YJL068C and pET-15b were digested with XhoⅠand NdeⅠ(overnight).

YJL068C

24.5ul

Buffer

3ul

BSA

0.5ul

Xho1

1ul

Nde1

1ul


pET-15b

24.5ul

Buffer

3ul

BSA

0.5ul

Xho1

1ul

Nde1

1ul

Applied YJL068C068C and pET-15b(prepared on September 5th) to the blue gel electrophoresis.

Isolated and purified it.

Ligation of pET-15b with YJL068C (prep).

Transformed YJL068C068C into pET-15b E. coli cells.



September 7th

Picked 48 colonies of YJL068C transformants.

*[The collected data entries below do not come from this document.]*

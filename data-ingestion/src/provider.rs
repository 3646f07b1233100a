// Market Data Provider Interface
// Ordered candle windows per (symbol, timeframe), most recent last

use common::{CandleRecord, FetchError};
use std::sync::Arc;
use std::time::Duration;
use tracing::warn;

/// Trait for candle sources
///
/// Implementations return candles in ascending `open_time` order. The last
/// element may still be forming.
#[async_trait::async_trait]
pub trait MarketDataProvider: Send + Sync {
    async fn fetch_candles(
        &self,
        symbol: &str,
        timeframe: &str,
        limit: usize,
    ) -> Result<Vec<CandleRecord>, FetchError>;

    /// Provider name used in logs
    fn name(&self) -> &str;
}

/// Bounds every fetch of the wrapped provider with a timeout.
pub struct TimeoutProvider {
    inner: Arc<dyn MarketDataProvider>,
    timeout: Duration,
}

impl TimeoutProvider {
    pub fn new(inner: Arc<dyn MarketDataProvider>, timeout: Duration) -> Self {
        Self { inner, timeout }
    }
}

#[async_trait::async_trait]
impl MarketDataProvider for TimeoutProvider {
    async fn fetch_candles(
        &self,
        symbol: &str,
        timeframe: &str,
        limit: usize,
    ) -> Result<Vec<CandleRecord>, FetchError> {
        match tokio::time::timeout(self.timeout, self.inner.fetch_candles(symbol, timeframe, limit)).await {
            Ok(result) => result,
            Err(_) => {
                warn!(
                    provider = self.inner.name(),
                    symbol = %symbol,
                    timeframe = %timeframe,
                    timeout_ms = self.timeout.as_millis() as u64,
                    "Candle fetch timed out"
                );
                Err(FetchError::Timeout {
                    symbol: symbol.to_string(),
                    timeframe: timeframe.to_string(),
                    timeout_ms: self.timeout.as_millis() as u64,
                })
            }
        }
    }

    fn name(&self) -> &str {
        self.inner.name()
    }
}

#[cfg(test)]
mod tests {
    use super::*;
    use crate::connectors::{candles_from_closes, InMemoryProvider};

    #[tokio::test]
    async fn test_timeout_becomes_fetch_error() {
        let slow = InMemoryProvider::new().with_latency(Duration::from_millis(500));
        slow.set_candles("ETHUSDT", "1h", candles_from_closes("ETHUSDT", "1h", &[1.0, 2.0], 0)).await;

        let provider = TimeoutProvider::new(Arc::new(slow), Duration::from_millis(20));
        let result = provider.fetch_candles("ETHUSDT", "1h", 10).await;

        assert!(matches!(result, Err(FetchError::Timeout { timeout_ms: 20, .. })));
    }

    #[tokio::test]
    async fn test_fast_fetch_passes_through() {
        let fast = InMemoryProvider::new();
        fast.set_candles("ETHUSDT", "1h", candles_from_closes("ETHUSDT", "1h", &[1.0, 2.0, 3.0], 0)).await;

        let provider = TimeoutProvider::new(Arc::new(fast), Duration::from_secs(1));
        let candles = provider.fetch_candles("ETHUSDT", "1h", 10).await.unwrap();

        assert_eq!(candles.len(), 3);
    }
}
//! Shared types for the candle signal scanner
//!
//! Every layer (ingestion, risk control, signal generation, monitoring)
//! speaks in terms of the records defined here.

pub mod alert;
pub mod closure;
pub mod error;
pub mod timeframe;
pub mod types;

pub use alert::{deliver_best_effort, AlertChannel, AlertLevel, MemoryAlertChannel};
pub use closure::{closed_candle_ts, closed_window, resolve_closed_candle};
pub use error::{FetchError, InsufficientData};
pub use timeframe::{is_known_timeframe, timeframe_millis};
pub use types::*;

pub use uuid::Uuid;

Checked the colonies by colony cracking.

Picked up the appropriate colonies and cultured in 3ml LB medium with ampicillin.



September 8th

Plasmid DNA was prepared by miniprep and digested with XhoI/NdeI.

(1)

Plasmid DNA

15.5ul

Buffer

2ul

BSA

0.5ul

Xho1

1ul

Nde1

1ul

(2)

BsiW1

1ul

Buffer

2ul

Plasmid DNA

17ul

Electrophoresed in 1% agarose gel.

Not succeeded.



September 15th

Transformed YJL068C into pET-15b E. coli cells.



September 16th

Picked 48 colonies of YJL068C transformants.



September 17th

Checked the colonies by colony cracking.

Picked up the colonies and cultured in 3ml LB medium with ampicillin.



September 18th

Miniprepped plasmid DNA(YJL068C into pET-15b) and digested it.

Electrophoresed in 1% agarose gel.

Not succeeded.






September 19th

YJL068C and pET-15b were digested with XhoⅠand BlpⅠ .

YJL068C

24.5ul

NEB 4 Buffer

3ul

BSA

0.5ul

Xho1

1ul

Blp1

1ul


pET-15b

24.5ul

NEB 4 Buffer

3ul

BSA

0.5ul

Xho1

1ul

Blp1

1ul

Transformed YJL068C into pET-15b E. coli cells.



September 20th

Picked 64 colonies of YJL068C transformants.



September 21st

Checked the colonies by colony cracking.

Picked up the appropriate colonies and cultured in the LB in 3ml ampicillin(+) medium.



September 22nd

Miniprepped plasmid DNA(YJL068C into pET-15b) and digested it.

Plasmid DNA

16ul

Xho1

1ul

Blp1

1ul

NEB 4 Buffer

2ul

Electrophoresed in 1% agarose gel.

We could not get any YJL068C into pET-15b E. coli cells.